* AIM OF THE TASK
Word for word, set down every line of the entries below from the line with "#[derive(sqlx::FromRow)]" to the line with "fn try_from(value: BookRow)", including both, and no other line.

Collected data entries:
--------------------------------
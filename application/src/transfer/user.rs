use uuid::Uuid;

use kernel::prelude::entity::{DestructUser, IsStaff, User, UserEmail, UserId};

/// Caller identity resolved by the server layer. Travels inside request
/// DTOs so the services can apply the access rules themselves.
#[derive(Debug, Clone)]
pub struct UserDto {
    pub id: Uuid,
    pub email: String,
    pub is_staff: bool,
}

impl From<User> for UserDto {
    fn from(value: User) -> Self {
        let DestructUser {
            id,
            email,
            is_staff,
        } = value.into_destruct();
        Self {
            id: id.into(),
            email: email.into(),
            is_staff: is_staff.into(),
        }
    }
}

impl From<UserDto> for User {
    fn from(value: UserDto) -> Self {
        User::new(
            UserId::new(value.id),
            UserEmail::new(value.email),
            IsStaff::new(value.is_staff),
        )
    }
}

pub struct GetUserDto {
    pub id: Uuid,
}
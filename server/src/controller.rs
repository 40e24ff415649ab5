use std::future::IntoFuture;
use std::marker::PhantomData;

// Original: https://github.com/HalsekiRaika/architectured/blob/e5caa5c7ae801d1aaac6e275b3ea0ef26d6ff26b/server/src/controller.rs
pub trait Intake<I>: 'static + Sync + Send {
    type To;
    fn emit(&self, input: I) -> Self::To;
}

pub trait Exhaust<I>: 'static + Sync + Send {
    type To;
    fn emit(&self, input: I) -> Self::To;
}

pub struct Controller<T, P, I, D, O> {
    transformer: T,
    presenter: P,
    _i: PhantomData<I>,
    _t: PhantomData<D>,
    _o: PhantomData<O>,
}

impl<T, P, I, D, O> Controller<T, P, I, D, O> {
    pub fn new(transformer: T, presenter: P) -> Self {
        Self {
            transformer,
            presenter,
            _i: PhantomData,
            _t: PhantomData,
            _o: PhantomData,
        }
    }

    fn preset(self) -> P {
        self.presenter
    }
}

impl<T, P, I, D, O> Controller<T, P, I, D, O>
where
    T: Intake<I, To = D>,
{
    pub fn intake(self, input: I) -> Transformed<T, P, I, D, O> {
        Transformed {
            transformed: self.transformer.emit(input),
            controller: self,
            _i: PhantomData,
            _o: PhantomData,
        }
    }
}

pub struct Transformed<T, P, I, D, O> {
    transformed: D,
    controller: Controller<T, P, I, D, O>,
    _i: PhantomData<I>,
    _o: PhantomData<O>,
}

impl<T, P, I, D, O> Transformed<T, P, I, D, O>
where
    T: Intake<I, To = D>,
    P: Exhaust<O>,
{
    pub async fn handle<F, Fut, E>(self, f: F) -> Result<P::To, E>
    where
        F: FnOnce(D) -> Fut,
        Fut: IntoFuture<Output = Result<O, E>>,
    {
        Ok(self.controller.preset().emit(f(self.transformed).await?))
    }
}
--------------------------------
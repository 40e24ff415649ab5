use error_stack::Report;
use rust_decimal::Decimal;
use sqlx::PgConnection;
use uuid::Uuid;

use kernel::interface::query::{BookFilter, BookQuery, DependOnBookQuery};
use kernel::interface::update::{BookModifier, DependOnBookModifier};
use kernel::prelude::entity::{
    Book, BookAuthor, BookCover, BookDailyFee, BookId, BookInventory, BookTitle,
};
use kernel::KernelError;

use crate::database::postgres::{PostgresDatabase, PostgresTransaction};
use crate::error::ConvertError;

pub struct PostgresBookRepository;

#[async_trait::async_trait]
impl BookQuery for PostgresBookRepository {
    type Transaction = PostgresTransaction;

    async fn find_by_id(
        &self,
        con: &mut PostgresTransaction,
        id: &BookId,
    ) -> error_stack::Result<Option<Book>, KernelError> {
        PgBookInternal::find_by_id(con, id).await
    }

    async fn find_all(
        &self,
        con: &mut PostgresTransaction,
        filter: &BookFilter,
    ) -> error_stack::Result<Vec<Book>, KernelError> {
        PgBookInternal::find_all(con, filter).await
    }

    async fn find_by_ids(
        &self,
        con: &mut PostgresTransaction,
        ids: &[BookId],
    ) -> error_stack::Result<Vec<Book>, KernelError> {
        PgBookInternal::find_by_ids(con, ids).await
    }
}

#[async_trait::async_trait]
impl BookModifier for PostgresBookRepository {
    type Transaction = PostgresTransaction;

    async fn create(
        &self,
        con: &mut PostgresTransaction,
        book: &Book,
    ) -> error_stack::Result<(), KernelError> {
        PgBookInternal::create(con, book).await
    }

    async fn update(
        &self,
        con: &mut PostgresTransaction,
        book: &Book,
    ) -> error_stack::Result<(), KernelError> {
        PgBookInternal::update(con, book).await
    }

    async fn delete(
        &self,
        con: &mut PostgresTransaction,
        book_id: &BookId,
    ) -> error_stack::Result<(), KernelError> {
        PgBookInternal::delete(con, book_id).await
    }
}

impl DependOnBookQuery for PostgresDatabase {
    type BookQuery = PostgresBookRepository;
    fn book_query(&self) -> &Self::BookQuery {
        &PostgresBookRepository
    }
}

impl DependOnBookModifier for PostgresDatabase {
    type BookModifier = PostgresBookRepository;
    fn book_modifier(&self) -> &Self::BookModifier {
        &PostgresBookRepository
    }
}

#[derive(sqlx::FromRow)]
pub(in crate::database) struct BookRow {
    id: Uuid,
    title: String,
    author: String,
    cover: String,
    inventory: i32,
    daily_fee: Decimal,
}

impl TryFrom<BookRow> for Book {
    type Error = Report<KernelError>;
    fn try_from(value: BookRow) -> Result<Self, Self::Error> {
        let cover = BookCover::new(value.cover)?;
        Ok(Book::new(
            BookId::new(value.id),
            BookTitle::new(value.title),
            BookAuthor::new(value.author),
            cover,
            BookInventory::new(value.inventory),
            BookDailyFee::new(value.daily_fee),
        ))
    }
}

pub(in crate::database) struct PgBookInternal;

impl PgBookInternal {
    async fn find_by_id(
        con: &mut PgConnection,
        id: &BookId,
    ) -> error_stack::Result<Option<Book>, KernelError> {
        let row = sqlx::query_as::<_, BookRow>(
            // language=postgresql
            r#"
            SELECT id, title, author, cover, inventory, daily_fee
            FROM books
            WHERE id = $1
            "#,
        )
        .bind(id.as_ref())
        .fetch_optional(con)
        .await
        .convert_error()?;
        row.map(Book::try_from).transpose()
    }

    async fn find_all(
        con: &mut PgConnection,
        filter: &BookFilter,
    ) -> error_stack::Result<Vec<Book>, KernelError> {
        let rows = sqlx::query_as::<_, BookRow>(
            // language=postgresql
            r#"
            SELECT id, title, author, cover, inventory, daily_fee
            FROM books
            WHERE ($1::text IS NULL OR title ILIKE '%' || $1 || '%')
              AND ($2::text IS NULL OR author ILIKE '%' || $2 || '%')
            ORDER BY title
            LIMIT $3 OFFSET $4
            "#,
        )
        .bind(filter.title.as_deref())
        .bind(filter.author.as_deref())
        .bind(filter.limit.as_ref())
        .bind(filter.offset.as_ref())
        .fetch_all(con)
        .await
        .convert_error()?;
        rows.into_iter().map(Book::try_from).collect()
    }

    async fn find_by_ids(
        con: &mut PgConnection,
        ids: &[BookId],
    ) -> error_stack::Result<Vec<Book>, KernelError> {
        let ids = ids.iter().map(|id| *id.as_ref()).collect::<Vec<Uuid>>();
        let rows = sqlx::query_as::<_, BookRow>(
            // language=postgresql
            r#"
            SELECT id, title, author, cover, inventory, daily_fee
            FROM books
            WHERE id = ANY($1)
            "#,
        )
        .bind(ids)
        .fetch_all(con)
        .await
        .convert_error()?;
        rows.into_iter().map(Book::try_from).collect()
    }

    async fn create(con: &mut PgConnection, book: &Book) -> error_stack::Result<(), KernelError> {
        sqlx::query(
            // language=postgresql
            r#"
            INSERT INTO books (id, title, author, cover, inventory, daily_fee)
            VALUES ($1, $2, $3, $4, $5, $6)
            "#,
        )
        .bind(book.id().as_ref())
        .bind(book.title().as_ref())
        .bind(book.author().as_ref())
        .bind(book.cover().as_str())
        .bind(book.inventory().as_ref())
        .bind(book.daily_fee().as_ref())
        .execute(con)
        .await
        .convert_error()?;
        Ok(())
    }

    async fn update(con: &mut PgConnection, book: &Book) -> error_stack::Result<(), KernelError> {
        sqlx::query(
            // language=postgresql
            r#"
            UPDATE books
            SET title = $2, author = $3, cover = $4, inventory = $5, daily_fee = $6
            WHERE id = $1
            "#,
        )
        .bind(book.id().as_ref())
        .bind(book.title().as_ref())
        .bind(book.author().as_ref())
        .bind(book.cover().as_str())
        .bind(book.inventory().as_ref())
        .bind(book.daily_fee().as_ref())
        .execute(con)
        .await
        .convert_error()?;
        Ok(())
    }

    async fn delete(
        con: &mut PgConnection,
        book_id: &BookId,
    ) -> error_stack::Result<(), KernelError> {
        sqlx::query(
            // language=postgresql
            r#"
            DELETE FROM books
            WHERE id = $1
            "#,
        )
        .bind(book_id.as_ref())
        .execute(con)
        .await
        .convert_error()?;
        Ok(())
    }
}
--------------------------------
* WRITTEN SOLUTION
#[derive(sqlx::FromRow)]
pub(in crate::database) struct BookRow {
    id: Uuid,
    title: String,
    author: String,
    cover: String,
    inventory: i32,
    daily_fee: Decimal,
}

impl TryFrom<BookRow> for Book {
    type Error = Report<KernelError>;
    fn try_from(value: BookRow) -> Result<Self, Self::Error> {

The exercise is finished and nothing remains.